Pada suatu hari seorang ahli nujum datang menghadap Fir'aun bahwa menurut perhitungannya tak lama lagi bakal lahir seorang bayi dari bangsa Israil yangg kelak akan menjadi musuh dan menjatuhkan kekuasaan-nya.

Fir'aun berang mendengar laporan itu. Saat itu juga dia memberikan perintah agar membunuh bayi laki-laki yang lahir dari kalangan bangsa Israil.

Musa dilahirkan oleh pasangan suami istri Imran dan Yukabad. Begitu mengetahui bahwa anaknya yang lahir adalah laki-laki.

Yukabad dan Imran panik. Jika tak segera disembunyikan anak itu tentulah akan dibunuh oleh kaki tangan Fir'aun.

Yukabad sangat sayang pada bayinya yang molek dan sehat serta lucu itu. la tak rela bayi itu sampai terbunuh. Tapi untuk menyembunyikannya terus menerus juga tak mungkin.
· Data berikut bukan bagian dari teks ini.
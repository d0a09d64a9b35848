//! The engine front-end: profile checks, kernel selection and the
//! public `try_*` surface.

mod config;
mod error;


pub use config::{RouterConfig, DEFAULT_MAX_SEARCH_DISTANCE};
pub use error::{ErrorKind, RouterError};

use crate::network::{EdgeData, EdgeId, RoutingNetwork};
use crate::profile::{FactorSource, Profile};
use crate::resolve::{EdgeResolver, Resolve, ResolveQuery, RouterPoint};
use crate::route::{BuildRoute, DefaultRouteBuilder, Route};
use crate::search::{
    direct_weight, BidirectionalDijkstra, ContractedDijkstra, Dijkstra, EdgeContractedDijkstra,
    EdgeDijkstra, EdgePath, ManyToManyRoutes, MatrixEngine, Metric, SearchBudget, SearchError,
    SearchOutcome, WeightMatrix,
};

use geo::point;
use log::warn;
#[cfg(feature = "tracing")]
use tracing::Level;

const DEFAULT_RESOLVER: EdgeResolver = EdgeResolver;
const DEFAULT_BUILDER: DefaultRouteBuilder = DefaultRouteBuilder;

/// The routing engine.
///
/// A router borrows a frozen [`RoutingNetwork`]; any number of routers
/// and queries may share one network concurrently. All per-query state
/// lives on the stack of the call.
pub struct Router<'n> {
    network: &'n RoutingNetwork,
    config: RouterConfig,
}

impl<'n> Router<'n> {
    pub fn new(network: &'n RoutingNetwork) -> Self {
        Router {
            network,
            config: RouterConfig::default(),
        }
    }

    pub fn with_config(network: &'n RoutingNetwork, config: RouterConfig) -> Self {
        Router { network, config }
    }

    pub fn network(&self) -> &'n RoutingNetwork {
        self.network
    }

    pub fn supports(&self, profile: &dyn Profile) -> bool {
        self.network.supports(profile.name())
    }

    pub fn supports_all(&self, profiles: &[&dyn Profile]) -> bool {
        profiles.iter().all(|p| self.supports(*p))
    }

    /// The factor source for a profile: the configured cache when it
    /// fully covers this network, the live profile otherwise.
    fn factors<'a>(&'a self, profile: &'a dyn Profile) -> FactorSource<'a> {
        match self.config.factor_caches.get(profile.name()) {
            Some(cache) if cache.is_complete_for(self.network) => FactorSource::Cached(cache),
            _ => FactorSource::Live(profile),
        }
    }

    fn resolver(&self) -> &dyn Resolve {
        self.config
            .custom_resolver
            .as_deref()
            .unwrap_or(&DEFAULT_RESOLVER)
    }

    fn builder(&self) -> &dyn BuildRoute {
        self.config
            .custom_route_builder
            .as_deref()
            .unwrap_or(&DEFAULT_BUILDER)
    }

    /// Snaps a coordinate onto the network, acceptable to every given
    /// profile.
    pub fn try_resolve(
        &self,
        profiles: &[&dyn Profile],
        lat: f64,
        lon: f64,
    ) -> Result<RouterPoint, RouterError> {
        self.try_resolve_with(profiles, lat, lon, None, None)
    }

    /// [`try_resolve`](Self::try_resolve) with a tie-break preference
    /// and an explicit snap radius.
    #[cfg_attr(feature = "tracing", tracing::instrument(level = Level::INFO, skip_all))]
    pub fn try_resolve_with(
        &self,
        profiles: &[&dyn Profile],
        lat: f64,
        lon: f64,
        is_better: Option<&dyn Fn(EdgeId, &EdgeData) -> bool>,
        max_search_distance: Option<f64>,
    ) -> Result<RouterPoint, RouterError> {
        if !self.supports_all(profiles) {
            return Err(RouterError::ProfilesUnsupported);
        }

        let sources = profiles
            .iter()
            .map(|p| self.factors(*p))
            .collect::<Vec<_>>();
        let verify_stoppable = self.config.verify_all_stoppable;

        let is_acceptable = move |_: EdgeId, data: &EdgeData| {
            sources.iter().all(|factors| {
                factors.factor(data.profile_id).is_traversable()
                    && (!verify_stoppable || factors.can_stop_on(data.profile_id))
            })
        };

        let query = ResolveQuery {
            position: point! { x: lon, y: lat },
            max_distance: max_search_distance
                .or(self.config.max_search_distance)
                .unwrap_or(DEFAULT_MAX_SEARCH_DISTANCE),
            is_acceptable: &is_acceptable,
            is_better,
        };

        self.resolver()
            .resolve(self.network, &query)
            .map_err(Into::into)
    }

    /// Whether a bounded search from `point` can travel at least
    /// `radius` meters, i.e. the point is not trapped in a small
    /// disconnected island.
    pub fn try_check_connectivity(
        &self,
        profile: &dyn Profile,
        point: &RouterPoint,
        radius: f32,
    ) -> Result<bool, RouterError> {
        if !self.supports(profile) {
            return Err(RouterError::ProfileUnsupported);
        }

        let factors = self.factors(profile);
        let sources = EdgePath::for_source_distance(self.network, &factors, point);

        let settled = Dijkstra::new(self.network, factors)
            .metric(Metric::Distance)
            .budget(SearchBudget::default().with_max_weight(radius))
            .run(&sources)?;

        // Reaching the budget means the frontier crossed the radius;
        // exhausting the queue first means the component is smaller.
        Ok(settled.reached_limit())
    }

    pub fn try_calculate_weight(
        &self,
        profile: &dyn Profile,
        source: &RouterPoint,
        target: &RouterPoint,
    ) -> Result<f32, RouterError> {
        self.try_calculate_weight_with(profile, source, target, SearchBudget::default())
    }

    pub fn try_calculate_weight_with(
        &self,
        profile: &dyn Profile,
        source: &RouterPoint,
        target: &RouterPoint,
        budget: SearchBudget,
    ) -> Result<f32, RouterError> {
        self.calculate_path(profile, source, target, budget)
            .map(|outcome| outcome.weight)
    }

    pub fn try_calculate(
        &self,
        profile: &dyn Profile,
        source: &RouterPoint,
        target: &RouterPoint,
    ) -> Result<Route, RouterError> {
        self.try_calculate_with(profile, source, target, SearchBudget::default())
    }

    #[cfg_attr(feature = "tracing", tracing::instrument(level = Level::INFO, skip_all))]
    pub fn try_calculate_with(
        &self,
        profile: &dyn Profile,
        source: &RouterPoint,
        target: &RouterPoint,
        budget: SearchBudget,
    ) -> Result<Route, RouterError> {
        let outcome = self.calculate_path(profile, source, target, budget)?;
        let factors = self.factors(profile);

        self.builder()
            .build(self.network, &factors, source, target, &outcome.path)
            .map_err(Into::into)
    }

    /// Resolves both coordinates and routes between them in one call.
    pub fn try_calculate_from_coordinates(
        &self,
        profile: &dyn Profile,
        source: (f64, f64),
        target: (f64, f64),
    ) -> Result<Route, RouterError> {
        let profiles: [&dyn Profile; 1] = [profile];

        let source = self.try_resolve(&profiles, source.0, source.1)?;
        let target = self.try_resolve(&profiles, target.0, target.1)?;

        self.try_calculate(profile, &source, &target)
    }

    /// Kernel selection and the shared-edge shortcut, common to the
    /// weight and route calculations.
    fn calculate_path(
        &self,
        profile: &dyn Profile,
        source: &RouterPoint,
        target: &RouterPoint,
        budget: SearchBudget,
    ) -> Result<SearchOutcome, RouterError> {
        if !self.supports(profile) {
            return Err(RouterError::ProfileUnsupported);
        }

        let factors = self.factors(profile);
        let sources = EdgePath::for_source(self.network, &factors, source);
        let targets = EdgePath::for_target(self.network, &factors, target);

        let restrictions = self.network.restrictions(profile.name());
        let complex = restrictions.is_some_and(|r| !r.is_empty());
        let contracted = self.network.contracted(profile.name());

        let searched = if complex {
            match contracted.and_then(|set| set.edge_based.as_ref()) {
                Some(hierarchy) => EdgeContractedDijkstra::new(self.network, factors, hierarchy)
                    .budget(budget)
                    .run(&sources, &targets),
                None => {
                    if contracted.is_some_and(|set| set.node_based.is_some()) {
                        warn!(
                            "complex restrictions but no edge-based contracted graph for \
                             profile '{}', falling back to the plain restriction-aware search",
                            profile.name()
                        );
                    }

                    EdgeDijkstra::new(self.network, factors, restrictions.unwrap())
                        .budget(budget)
                        .run(&sources, &targets)
                }
            }
        } else {
            match contracted.and_then(|set| set.node_based.as_ref()) {
                Some(hierarchy) => ContractedDijkstra::new(hierarchy)
                    .budget(budget)
                    .run(&sources, &targets),
                None => BidirectionalDijkstra::new(self.network, factors)
                    .budget(budget)
                    .run(&sources, &targets),
            }
        };

        // When both points share an edge the on-edge trip competes with
        // the searched path; the searched path is kept on ties.
        let direct = direct_weight(self.network, &factors, source, target);

        match (searched, direct) {
            (Ok(outcome), Some(direct)) if direct < outcome.weight => Ok(SearchOutcome {
                weight: direct,
                path: Vec::new(),
            }),
            (Ok(outcome), _) => Ok(outcome),
            (Err(SearchError::Cancelled), _) => Err(SearchError::Cancelled.into()),
            (Err(_), Some(direct)) => Ok(SearchOutcome {
                weight: direct,
                path: Vec::new(),
            }),
            (Err(err), None) => Err(err.into()),
        }
    }

    /// Dense cost matrix between every source and target.
    #[cfg_attr(feature = "tracing", tracing::instrument(level = Level::INFO, skip_all))]
    pub fn try_calculate_weights(
        &self,
        profile: &dyn Profile,
        sources: &[RouterPoint],
        targets: &[RouterPoint],
    ) -> Result<WeightMatrix, RouterError> {
        if !self.supports(profile) {
            return Err(RouterError::ProfileUnsupported);
        }

        let factors = self.factors(profile);
        let engine = MatrixEngine::new(self.network, factors, SearchBudget::default());

        engine
            .weights(
                self.network.contracted(profile.name()),
                self.network.restrictions(profile.name()),
                sources,
                targets,
            )
            .map_err(Into::into)
    }

    /// Full route grid between every source and target.
    #[cfg_attr(feature = "tracing", tracing::instrument(level = Level::INFO, skip_all))]
    pub fn try_calculate_many(
        &self,
        profile: &dyn Profile,
        sources: &[RouterPoint],
        targets: &[RouterPoint],
    ) -> Result<ManyToManyRoutes, RouterError> {
        if !self.supports(profile) {
            return Err(RouterError::ProfileUnsupported);
        }

        let factors = self.factors(profile);
        let engine = MatrixEngine::new(self.network, factors, SearchBudget::default());

        engine
            .routes(
                self.network.restrictions(profile.name()),
                sources,
                targets,
                self.builder(),
            )
            .map_err(Into::into)
    }
}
Allah memberikan ilham kepada ibu Nabi Musa itu membuat peti tahan air lalu menghanyutkan Musa di dalam peti di Sungai Nil. Kakak Musa diperintahkan mengikuti ke mana peti itu hanyut dan ditangan siapakah Musa nanti ditemukan. Ternyata peti itu ditemukan putri Raja Fir'aun. Peti dibuka setelah tahu isinya bayi mereka bawa ke hadapan ibu, mereka yaitu istri Fir'aun yang bernama Asiah.
                                                                                                                         
Istri Fir'aun sangat senang melihat bayi itu. la ingin mengangkatnya sebagai anak. Maka diutarakan niatnya itu kepada Fir'aun.

Mula-mula Fir'aun menolak, namun atas bujukan istrinya itu akhirnya  ia setuju. Asiah pun senang segera dicari inang pengasuh yang menyusui Musa. Namun beberapa inang yang didatangkan tidak ada yang cocok, Musa tak mau menyedot tetek susu inang-inang itu.

Kakak Musa menawarkan ibunya untuk menjadi inang. Mereka pura­-pura tidak mengenal Musa. Demikianlah karena disusui ibunya sendiri akhirnya Musa mau. menetek. Musa diserahkan kepada Yukabad sampai masa menyusunya selesai. Yukabad mendapat upah bayaran yang cukup besar. Sesudah usai masa menyusu, Musa dikembalikan ke istana Fir'aun. la dididik sebagai mana anak-anak raja yang lain. la berpakaian seperti Fir'aun mengendarai kendaraan Fir'aun sehingga dikenal sebagai Pangeran Musa bin Fir'aun.

Setelah Musa dewasa Allah menganugerahkan pangkat kenabian dan ilmu pengetahuan.